> PROBLEM REQUIREMENTS
Every record here needs to be duplicated exactly.

> DATA EXTRACT
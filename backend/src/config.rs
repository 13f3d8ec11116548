use engine::{EngineConfig, Limits};

#[derive(Clone, Debug)]
pub struct AppConfig {
    /// Database connection string.
    pub database_url: String,

    /// Draws a user may make per day.
    pub user_daily_max: i64,
    /// Per-IP daily count that triggers warnings.
    pub ip_soft_max: i64,
    /// Per-IP daily count that denies further draws.
    pub ip_hard_max: i64,

    /// Lease on the per-user draw lock, seconds.
    pub lock_ttl_secs: u64,
    /// How long a caller queues behind a concurrent draw, seconds.
    pub lock_wait_secs: u64,

    /// UTC offset (hours) defining the service's calendar day; quotas reset
    /// and plans align to midnight in this offset.
    pub utc_offset_hours: i32,
}

fn env_parse<T: std::str::FromStr>(name: &str, default: T) -> T {
    std::env::var(name)
        .ok()
        .and_then(|v| v.parse().ok())
        .unwrap_or(default)
}

impl AppConfig {
    pub fn from_env() -> Self {
        let database_url = std::env::var("DATABASE_URL")
            .unwrap_or_else(|_| "sqlite://lottery.db?mode=rwc".to_string());

        Self {
            database_url,
            user_daily_max: env_parse("LOTTERY_USER_DAILY_MAX", common::consts::USER_DAILY_MAX),
            ip_soft_max: env_parse("LOTTERY_IP_SOFT_MAX", common::consts::IP_SOFT_MAX),
            ip_hard_max: env_parse("LOTTERY_IP_HARD_MAX", common::consts::IP_HARD_MAX),
            lock_ttl_secs: env_parse("LOTTERY_LOCK_TTL_SECS", 5),
            lock_wait_secs: env_parse("LOTTERY_LOCK_WAIT_SECS", 5),
            utc_offset_hours: env_parse("LOTTERY_UTC_OFFSET_HOURS", 8),
        }
    }

    pub fn engine_config(&self) -> EngineConfig {
        EngineConfig {
            limits: Limits {
                user_daily_max: self.user_daily_max,
                ip_soft_max: self.ip_soft_max,
                ip_hard_max: self.ip_hard_max,
            },
            lock_ttl_secs: self.lock_ttl_secs,
            lock_wait_secs: self.lock_wait_secs,
            utc_offset_hours: self.utc_offset_hours,
        }
    }
}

> ANSWER TO THIS TASK
filename backend/src/config.rs
repository 13f3d8ec11116548
use engine::{EngineConfig, Limits};

#[derive(Clone, Debug)]
pub struct AppConfig {
    /// Database connection string.
    pub database_url: String,

    /// Draws a user may make per day.
    pub user_daily_max: i64,
    /// Per-IP daily count that triggers warnings.
    pub ip_soft_max: i64,
    /// Per-IP daily count that denies further draws.
    pub ip_hard_max: i64,

    /// Lease on the per-user draw lock, seconds.
    pub lock_ttl_secs: u64,
    /// How long a caller queues behind a concurrent draw, seconds.
    pub lock_wait_secs: u64,

    /// UTC offset (hours) defining the service's calendar day; quotas reset
    /// and plans align to midnight in this offset.
    pub utc_offset_hours: i32,
}

fn env_parse<T: std::str::FromStr>(name: &str, default: T) -> T {
    std::env::var(name)
        .ok()
        .and_then(|v| v.parse().ok())
        .unwrap_or(default)
}

impl AppConfig {
    pub fn from_env() -> Self {
        let database_url = std::env::var("DATABASE_URL")
            .unwrap_or_else(|_| "sqlite://lottery.db?mode=rwc".to_string());

        Self {
            database_url,
            user_daily_max: env_parse("LOTTERY_USER_DAILY_MAX", common::consts::USER_DAILY_MAX),
            ip_soft_max: env_parse("LOTTERY_IP_SOFT_MAX", common::consts::IP_SOFT_MAX),
            ip_hard_max: env_parse("LOTTERY_IP_HARD_MAX", common::consts::IP_HARD_MAX),
            lock_ttl_secs: env_parse("LOTTERY_LOCK_TTL_SECS", 5),
            lock_wait_secs: env_parse("LOTTERY_LOCK_WAIT_SECS", 5),
            utc_offset_hours: env_parse("LOTTERY_UTC_OFFSET_HOURS", 8),
        }
    }

    pub fn engine_config(&self) -> EngineConfig {
        EngineConfig {
            limits: Limits {
                user_daily_max: self.user_daily_max,
                ip_soft_max: self.ip_soft_max,
                ip_hard_max: self.ip_hard_max,
            },
            lock_ttl_secs: self.lock_ttl_secs,
            lock_wait_secs: self.lock_wait_secs,
            utc_offset_hours: self.utc_offset_hours,
        }
    }
}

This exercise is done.